→ Exercise description:
Copy each line below holding "false".
*** Material to process Section Begins ***
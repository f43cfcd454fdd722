//! Places service configuration

use serde::{Deserialize, Serialize};

/// Configuration for the Google Places Text Search client
#[derive(Debug, Clone, Serialize, Deserialize)]
pub struct PlacesConfig {
    /// Base URL of the Places web service
    #[serde(default = "default_base_url")]
    pub base_url: String,

    /// API key (required to send requests)
    #[serde(default)]
    pub api_key: Option<String>,

    /// Request timeout in seconds
    #[serde(default = "default_timeout_secs")]
    pub timeout_secs: u64,

    /// Search radius around the device location in meters
    #[serde(default = "default_radius_meters")]
    pub radius_meters: u32,

    /// Text appended to every query to bias results toward proximity
    #[serde(default = "default_query_qualifier")]
    pub query_qualifier: String,
}

fn default_base_url() -> String {
    "https://maps.googleapis.com/maps/api/place".to_string()
}

const fn default_timeout_secs() -> u64 {
    10
}

const fn default_radius_meters() -> u32 {
    10_000
}

fn default_query_qualifier() -> String {
    "near me".to_string()
}

impl Default for PlacesConfig {
    fn default() -> Self {
        Self {
            base_url: default_base_url(),
            api_key: None,
            timeout_secs: default_timeout_secs(),
            radius_meters: default_radius_meters(),
            query_qualifier: default_query_qualifier(),
        }
    }
}

impl PlacesConfig {
    /// Create a configuration suitable for testing
    #[must_use]
    pub fn for_testing() -> Self {
        Self {
            api_key: Some("test-key".to_string()),
            timeout_secs: 5,
            ..Default::default()
        }
    }

    /// Validate the configuration
    ///
    /// # Errors
    ///
    /// Returns an error if the configuration is invalid.
    pub fn validate(&self) -> Result<(), String> {
        if self.base_url.is_empty() {
            return Err("base_url must not be empty".to_string());
        }

        if self.api_key.as_deref().is_none_or(str::is_empty) {
            return Err("api_key must be set".to_string());
        }

        if self.timeout_secs == 0 {
            return Err("timeout_secs must be greater than 0".to_string());
        }

        if self.radius_meters == 0 || self.radius_meters > 50_000 {
            return Err("radius_meters must be between 1 and 50000".to_string());
        }

        Ok(())
    }
}
//! Application-level errors

use std::time::Duration;

use domain::DomainError;
use thiserror::Error;

/// Errors that can occur in the application layer
#[derive(Debug, Error)]
pub enum ApplicationError {
    /// Domain-level error
    #[error(transparent)]
    Domain(#[from] DomainError),

    /// External service error (network failure, malformed response, ...)
    #[error("External service error: {0}")]
    ExternalService(String),

    /// An upstream call did not complete within the configured bound
    #[error("{operation} timed out after {}s", .after.as_secs())]
    Timeout {
        /// What was being waited for
        operation: String,
        /// The bound that was exceeded
        after: Duration,
    },

    /// The routing provider returned no route between the two points
    #[error("No route found")]
    NoRouteFound,

    /// No device location is available yet
    #[error("Location unavailable: {0}")]
    LocationUnavailable(String),

    /// Referenced place is not part of the current results
    #[error("Place not found: {0}")]
    PlaceNotFound(String),

    /// Configuration error
    #[error("Configuration error: {0}")]
    Configuration(String),

    /// Internal error
    #[error("Internal error: {0}")]
    Internal(String),
}

impl ApplicationError {
    /// Create a timeout error for an operation
    pub fn timeout(operation: impl Into<String>, after: Duration) -> Self {
        Self::Timeout {
            operation: operation.into(),
            after,
        }
    }

    /// Check if this error is transient
    ///
    /// Nothing in the workflow retries; the classification is exposed so a
    /// front end can offer a manual retry.
    pub const fn is_retryable(&self) -> bool {
        matches!(self, Self::ExternalService(_) | Self::Timeout { .. })
    }
}
//! Reverse geocoding port

use async_trait::async_trait;
use domain::{Coordinate, Placemark};
#[cfg(test)]
use mockall::automock;

use crate::error::ApplicationError;

/// Port for resolving a coordinate to a human-readable placemark
#[cfg_attr(test, automock)]
#[async_trait]
pub trait ReverseGeocodingPort: Send + Sync {
    /// Resolve a coordinate; `Ok(None)` when the provider knows no placemark there
    async fn reverse_geocode(
        &self,
        coordinate: &Coordinate,
    ) -> Result<Option<Placemark>, ApplicationError>;
}
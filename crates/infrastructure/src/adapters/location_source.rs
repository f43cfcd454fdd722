//! Configured device location
//!
//! A `LocationSourcePort` whose authorization, prompt answer and fix come
//! from configuration instead of platform sensors.

use std::time::Duration;

use application::error::ApplicationError;
use application::ports::{AuthorizationStatus, LocationSourcePort};
use async_trait::async_trait;
use domain::Coordinate;
use parking_lot::Mutex;
use tracing::{debug, instrument};

use crate::config::LocationAppConfig;

/// Location source backed by configuration
#[derive(Debug)]
pub struct ConfiguredLocationSource {
    status: Mutex<AuthorizationStatus>,
    prompt_response: AuthorizationStatus,
    fix: Option<Coordinate>,
    fix_delay: Duration,
    updating: Mutex<bool>,
}

impl ConfiguredLocationSource {
    /// Create a source reporting `fix` (if any) once authorized
    pub fn new(
        authorization: AuthorizationStatus,
        prompt_response: AuthorizationStatus,
        fix: Option<Coordinate>,
    ) -> Self {
        Self {
            status: Mutex::new(authorization),
            prompt_response,
            fix,
            fix_delay: Duration::ZERO,
            updating: Mutex::new(false),
        }
    }

    /// Build from the `location` configuration section
    ///
    /// # Errors
    ///
    /// Returns an error if the configured coordinate is invalid.
    pub fn from_config(config: &LocationAppConfig) -> Result<Self, ApplicationError> {
        let fix = config.coordinate()?;
        Ok(Self::new(config.authorization, config.prompt_response, fix)
            .with_fix_delay(config.fix_delay()))
    }

    /// Delay every fix by `delay`
    #[must_use]
    pub const fn with_fix_delay(mut self, delay: Duration) -> Self {
        self.fix_delay = delay;
        self
    }

    /// Whether updates are currently running
    pub fn is_updating(&self) -> bool {
        *self.updating.lock()
    }
}

#[async_trait]
impl LocationSourcePort for ConfiguredLocationSource {
    fn authorization_status(&self) -> AuthorizationStatus {
        *self.status.lock()
    }

    #[instrument(skip(self))]
    async fn request_authorization(&self) -> AuthorizationStatus {
        let mut status = self.status.lock();
        if *status == AuthorizationStatus::NotDetermined {
            *status = self.prompt_response;
        }
        debug!(status = %*status, "Permission prompt answered");
        *status
    }

    #[instrument(skip(self))]
    async fn next_fix(&self) -> Result<Coordinate, ApplicationError> {
        if !self.authorization_status().is_authorized() {
            return Err(ApplicationError::LocationUnavailable(
                "location access not authorized".to_string(),
            ));
        }

        *self.updating.lock() = true;
        if !self.fix_delay.is_zero() {
            tokio::time::sleep(self.fix_delay).await;
        }

        self.fix.ok_or_else(|| {
            ApplicationError::LocationUnavailable(
                "no device location configured (set location.latitude and location.longitude)"
                    .to_string(),
            )
        })
    }

    fn stop_updates(&self) {
        *self.updating.lock() = false;
    }
}
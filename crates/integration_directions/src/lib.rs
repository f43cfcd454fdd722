#![forbid(unsafe_code)]
//! Driving directions for RouteNavigator
//!
//! Computes driving distance and travel time via the
//! [Google Directions](https://developers.google.com/maps/documentation/directions)
//! API and hands turn-by-turn navigation off to an external maps app.
//!
//! # Architecture
//!
//! [`DirectionsClient`] defines the routing interface, implemented by
//! [`GoogleDirectionsClient`]. [`DirectionsLink`] builds the handoff URL for
//! a [`MapsApp`] and [`Launcher`] opens it.

mod client;
mod config;
mod error;
mod handoff;
mod models;

pub use client::{DirectionsClient, GoogleDirectionsClient};
pub use config::DirectionsConfig;
pub use error::{DirectionsError, HandoffError};
pub use handoff::{DirectionsLink, Launcher, MapsApp, SystemLauncher};
pub use models::{DirectionsStatus, DrivingRoute};
#[cfg(test)]
mod tests {
    use super::*;

    fn mumbai_placemark() -> Placemark {
        Placemark {
            locality: Some("Mumbai".to_string()),
            administrative_area: Some("Maharashtra".to_string()),
            country: Some("India".to_string()),
        }
    }

    fn resolved(coordinate: Coordinate) -> LocationState {
        let mut state = LocationState::default();
        state.apply(LocationEvent::Started(AuthorizationStatus::Authorized));
        state.apply(LocationEvent::FixReceived(coordinate));
        state
    }

    #[test]
    fn initial_status_is_fetching() {
        let state = LocationState::default();
        assert_eq!(state.status(), "Fetching location...");
        assert!(state.coordinate().is_none());
        assert!(state.is_loading());
    }

    #[test]
    fn undetermined_requests_permission() {
        let mut state = LocationState::default();
        let effects = state.apply(LocationEvent::Started(AuthorizationStatus::NotDetermined));
        assert_eq!(state, LocationState::AwaitingPermission);
        assert_eq!(effects, vec![LocationEffect::RequestAuthorization]);
    }

    #[test]
    fn denied_sets_error_status() {
        let mut state = LocationState::default();
        state.apply(LocationEvent::Started(AuthorizationStatus::Denied));
        assert_eq!(state, LocationState::Denied);
        assert_eq!(state.status(), "Location access denied");
        assert!(!state.is_loading());
    }

    #[test]
    fn restricted_behaves_like_denied() {
        let mut state = LocationState::AwaitingPermission;
        state.apply(LocationEvent::AuthorizationChanged(
            AuthorizationStatus::Restricted,
        ));
        assert_eq!(state, LocationState::Denied);
    }

    #[test]
    fn authorized_starts_updates() {
        let mut state = LocationState::AwaitingPermission;
        let effects = state.apply(LocationEvent::AuthorizationChanged(
            AuthorizationStatus::Authorized,
        ));
        assert!(matches!(state, LocationState::Fetching { refreshing: false, .. }));
        assert_eq!(effects, vec![LocationEffect::StartUpdates]);
    }

    #[test]
    fn fix_stops_updates_and_geocodes() {
        let mut state = LocationState::Fetching {
            refreshing: false,
            last_fix: None,
        };
        let fix = Coordinate::mumbai();
        let effects = state.apply(LocationEvent::FixReceived(fix));
        assert_eq!(
            effects,
            vec![
                LocationEffect::StopUpdates,
                LocationEffect::ReverseGeocode(fix)
            ]
        );
        assert_eq!(state.coordinate(), Some(fix));
        assert_eq!(state.status(), "Fetching location...");
    }

    #[test]
    fn geocoded_name_joins_parts() {
        let fix = Coordinate::mumbai();
        let mut state = resolved(fix);
        state.apply(LocationEvent::Geocoded {
            coordinate: fix,
            placemark: Some(mumbai_placemark()),
        });
        assert_eq!(state.status(), "Mumbai, Maharashtra, India");
        assert!(!state.is_loading());
    }

    #[test]
    fn empty_placemark_is_current_location() {
        let fix = Coordinate::mumbai();
        let mut state = resolved(fix);
        state.apply(LocationEvent::Geocoded {
            coordinate: fix,
            placemark: Some(Placemark::default()),
        });
        assert_eq!(state.status(), "Current location");
    }

    #[test]
    fn missing_placemark_is_unknown_location() {
        let fix = Coordinate::mumbai();
        let mut state = resolved(fix);
        state.apply(LocationEvent::Geocoded {
            coordinate: fix,
            placemark: None,
        });
        assert_eq!(state.status(), "Unknown location");
    }

    #[test]
    fn geocode_failure_keeps_coordinate() {
        let fix = Coordinate::mumbai();
        let mut state = resolved(fix);
        state.apply(LocationEvent::GeocodeFailed {
            coordinate: fix,
            reason: "boom".to_string(),
        });
        assert_eq!(state.status(), "Location unavailable");
        assert_eq!(state.coordinate(), Some(fix));
    }

    #[test]
    fn stale_geocode_result_is_ignored() {
        let fix = Coordinate::mumbai();
        let mut state = resolved(fix);
        state.apply(LocationEvent::Geocoded {
            coordinate: Coordinate::berlin(),
            placemark: Some(mumbai_placemark()),
        });
        assert_eq!(state.status(), "Fetching location...");
    }

    #[test]
    fn fix_failure_is_terminal() {
        let mut state = LocationState::Fetching {
            refreshing: false,
            last_fix: None,
        };
        let effects = state.apply(LocationEvent::FixFailed("timeout".to_string()));
        assert_eq!(state.status(), "Unable to get location");
        assert_eq!(effects, vec![LocationEffect::StopUpdates]);
        assert!(state.coordinate().is_none());
    }

    #[test]
    fn refresh_keeps_previous_fix() {
        let fix = Coordinate::mumbai();
        let mut state = resolved(fix);
        let effects = state.apply(LocationEvent::RefreshRequested);
        assert_eq!(effects, vec![LocationEffect::StartUpdates]);
        assert_eq!(state.status(), "Updating location...");
        assert_eq!(state.coordinate(), Some(fix));
    }

    #[test]
    fn refreshed_fix_shows_updating_until_geocoded() {
        let mut state = resolved(Coordinate::mumbai());
        state.apply(LocationEvent::RefreshRequested);
        state.apply(LocationEvent::FixReceived(Coordinate::berlin()));
        assert_eq!(state.status(), "Updating location...");
        assert_eq!(state.coordinate(), Some(Coordinate::berlin()));
    }

    #[test]
    fn refresh_after_failure_retries_fetch() {
        let mut state = LocationState::Failed {
            reason: "x".to_string(),
            last_fix: None,
        };
        let effects = state.apply(LocationEvent::RefreshRequested);
        assert_eq!(effects, vec![LocationEffect::StartUpdates]);
        assert!(state.is_loading());
    }

    #[test]
    fn refresh_ignored_when_denied() {
        let mut state = LocationState::Denied;
        let effects = state.apply(LocationEvent::RefreshRequested);
        assert!(effects.is_empty());
        assert_eq!(state, LocationState::Denied);
    }

    #[test]
    fn fix_outside_fetching_is_ignored() {
        let mut state = LocationState::Denied;
        let effects = state.apply(LocationEvent::FixReceived(Coordinate::berlin()));
        assert!(effects.is_empty());
        assert_eq!(state, LocationState::Denied);
    }

    #[test]
    fn granting_after_denial_starts_updates() {
        let mut state = LocationState::Denied;
        state.apply(LocationEvent::AuthorizationChanged(
            AuthorizationStatus::Authorized,
        ));
        assert!(matches!(state, LocationState::Fetching { .. }));
    }
}
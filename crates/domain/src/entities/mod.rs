//! Entities - Search results, route summaries and map regions

mod map_region;
mod place;
mod placemark;
mod route_summary;

pub use map_region::{MIN_REGION_SPAN_DEGREES, MapRegion};
pub use place::{NO_ADDRESS, Place, resolve_address};
pub use placemark::{CURRENT_LOCATION, Placemark};
pub use route_summary::{NO_ESTIMATE, RouteSummary};
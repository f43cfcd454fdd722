//! Navigation adapter - Implements NavigationPort with a maps app deep link

use std::sync::Arc;

use application::error::ApplicationError;
use application::ports::NavigationPort;
use domain::Coordinate;
use integration_directions::{DirectionsLink, HandoffError, Launcher, MapsApp, SystemLauncher};
use tracing::{info, instrument};
use url::Url;

/// Hands driving directions off to Apple Maps or Google Maps
pub struct NavigationAdapter {
    app: MapsApp,
    launcher: Option<Arc<dyn Launcher>>,
}

impl std::fmt::Debug for NavigationAdapter {
    fn fmt(&self, f: &mut std::fmt::Formatter<'_>) -> std::fmt::Result {
        f.debug_struct("NavigationAdapter")
            .field("app", &self.app)
            .field("launch", &self.launcher.is_some())
            .finish()
    }
}

impl NavigationAdapter {
    /// Open links with the platform opener
    #[must_use]
    pub fn new(app: MapsApp) -> Self {
        Self::with_launcher(app, Arc::new(SystemLauncher))
    }

    /// Open links with a custom launcher
    #[must_use]
    pub fn with_launcher(app: MapsApp, launcher: Arc<dyn Launcher>) -> Self {
        Self {
            app,
            launcher: Some(launcher),
        }
    }

    /// Build links without opening them
    #[must_use]
    pub const fn dry_run(app: MapsApp) -> Self {
        Self {
            app,
            launcher: None,
        }
    }

    /// The maps app links are built for
    #[must_use]
    pub const fn app(&self) -> MapsApp {
        self.app
    }

    /// Build the deep link for a driving route
    ///
    /// # Errors
    ///
    /// Returns an error if the URL cannot be assembled.
    pub fn directions_url(
        &self,
        origin: &Coordinate,
        destination: &Coordinate,
        label: &str,
    ) -> Result<Url, ApplicationError> {
        DirectionsLink::new(self.app, *origin, *destination, label)
            .to_url()
            .map_err(Self::map_error)
    }

    fn map_error(err: HandoffError) -> ApplicationError {
        match err {
            HandoffError::InvalidUrl(e) => ApplicationError::Internal(e),
            HandoffError::LaunchFailed(e) => ApplicationError::ExternalService(e),
        }
    }
}

impl NavigationPort for NavigationAdapter {
    #[instrument(skip(self), fields(app = %self.app, origin = %origin, destination = %destination))]
    fn open_directions(
        &self,
        origin: &Coordinate,
        destination: &Coordinate,
        label: &str,
    ) -> Result<(), ApplicationError> {
        let url = self.directions_url(origin, destination, label)?;

        match &self.launcher {
            Some(launcher) => {
                launcher.launch(&url).map_err(Self::map_error)?;
                info!(%url, "Opened maps app");
            },
            None => info!(%url, "Launch disabled, directions link not opened"),
        }
        Ok(())
    }
}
*** Material to process Section Ends ***
→ Result for this exercise:
            updating: Mutex::new(false),
        *self.updating.lock() = false;
        assert!(matches!(state, LocationState::Fetching { refreshing: false, .. }));
            refreshing: false,
            refreshing: false,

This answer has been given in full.